= ACTIVITY =
Please report how many lines in the following material hold the string "LocalApplier", giving only the number.

= INPUT FOR THIS TASK =
=== Begin Enclosure ===

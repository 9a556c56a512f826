//! CLI handlers for the plan commands: `create`, `run`, `stop`, `remove`,
//! and `show`.
//!
//! Each invocation builds a [`PlanController`] over the persisted model
//! store and snapshot database, runs one command, and writes the model
//! store back (task execution moves item lifecycle states).

use std::path::Path;
use std::sync::Arc;

use tokio::sync::Mutex;

use convoy_core::controller::PlanController;
use convoy_core::error::ApiError;
use convoy_core::manifest::{FragmentStore, LocalApplier};
use convoy_core::plugin::{PluginRegistry, ResourcePlugin};
use convoy_core::scheduler::SchedulerResult;
use convoy_db::pool;

use crate::config::ConvoyConfig;
use crate::model_cmds::{load_model, save_model};
use crate::PlanCommands;

/// Exit status for a plan command: `Ok` on success, the API error
/// otherwise. The caller prints `<kind>    <message>` so external tooling
/// can match on the literal kind names.
pub async fn run_plan_command(
    command: PlanCommands,
    config: &ConvoyConfig,
) -> Result<(), ApiError> {
    let db_pool = pool::create_pool(&config.db_config)
        .await
        .map_err(ApiError::Internal)?;
    pool::run_migrations(&db_pool)
        .await
        .map_err(ApiError::Internal)?;

    let model = Arc::new(Mutex::new(
        load_model(&config.model_path).map_err(ApiError::Internal)?,
    ));

    let mut registry = PluginRegistry::new();
    registry.register(ResourcePlugin);

    let applier = Arc::new(LocalApplier::new(Arc::new(FragmentStore::new())));

    let controller = PlanController::new(
        db_pool.clone(),
        Arc::clone(&model),
        Arc::new(registry),
        applier,
        config.converge,
    )
    .await?;

    // Restart recovery belongs to the commands that own execution; a
    // cross-process `stop` must observe the live run's state untouched.
    if matches!(command, PlanCommands::Create | PlanCommands::Run) {
        controller.recover_interrupted().await?;
    }

    let result = dispatch(command, &controller).await;

    // Task execution moves item lifecycle states; persist them regardless
    // of the command outcome.
    save_and_close(&config.model_path, &model, db_pool).await?;

    result
}

async fn dispatch(command: PlanCommands, controller: &PlanController) -> Result<(), ApiError> {
    match command {
        PlanCommands::Create => {
            controller.create_plan().await?;
            println!("Plan created successfully");
            Ok(())
        }
        PlanCommands::Run => {
            let result = controller.run_plan().await?;
            match result {
                SchedulerResult::Successful => println!("Plan completed successfully"),
                SchedulerResult::Stopped => println!("Plan stopped"),
                SchedulerResult::Failed { failed_tasks } => {
                    println!("Plan failed; {} task(s) failed:", failed_tasks.len());
                    for task in failed_tasks {
                        println!("  {task}");
                    }
                }
            }
            Ok(())
        }
        PlanCommands::Stop => {
            controller.stop_plan().await?;
            println!("Plan stopping");
            Ok(())
        }
        PlanCommands::Remove => {
            controller.remove_plan().await?;
            println!("Plan removed");
            Ok(())
        }
        PlanCommands::Show => {
            let rendered = controller.show_plan().await?;
            print!("{rendered}");
            Ok(())
        }
    }
}

async fn save_and_close(
    model_path: &Path,
    model: &Arc<Mutex<convoy_core::model::ModelStore>>,
    db_pool: sqlx::SqlitePool,
) -> Result<(), ApiError> {
    {
        let model = model.lock().await;
        save_model(model_path, &model).map_err(ApiError::Internal)?;
    }
    db_pool.close().await;
    Ok(())
}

=== End Enclosure ===

= ANSWER BOX =
2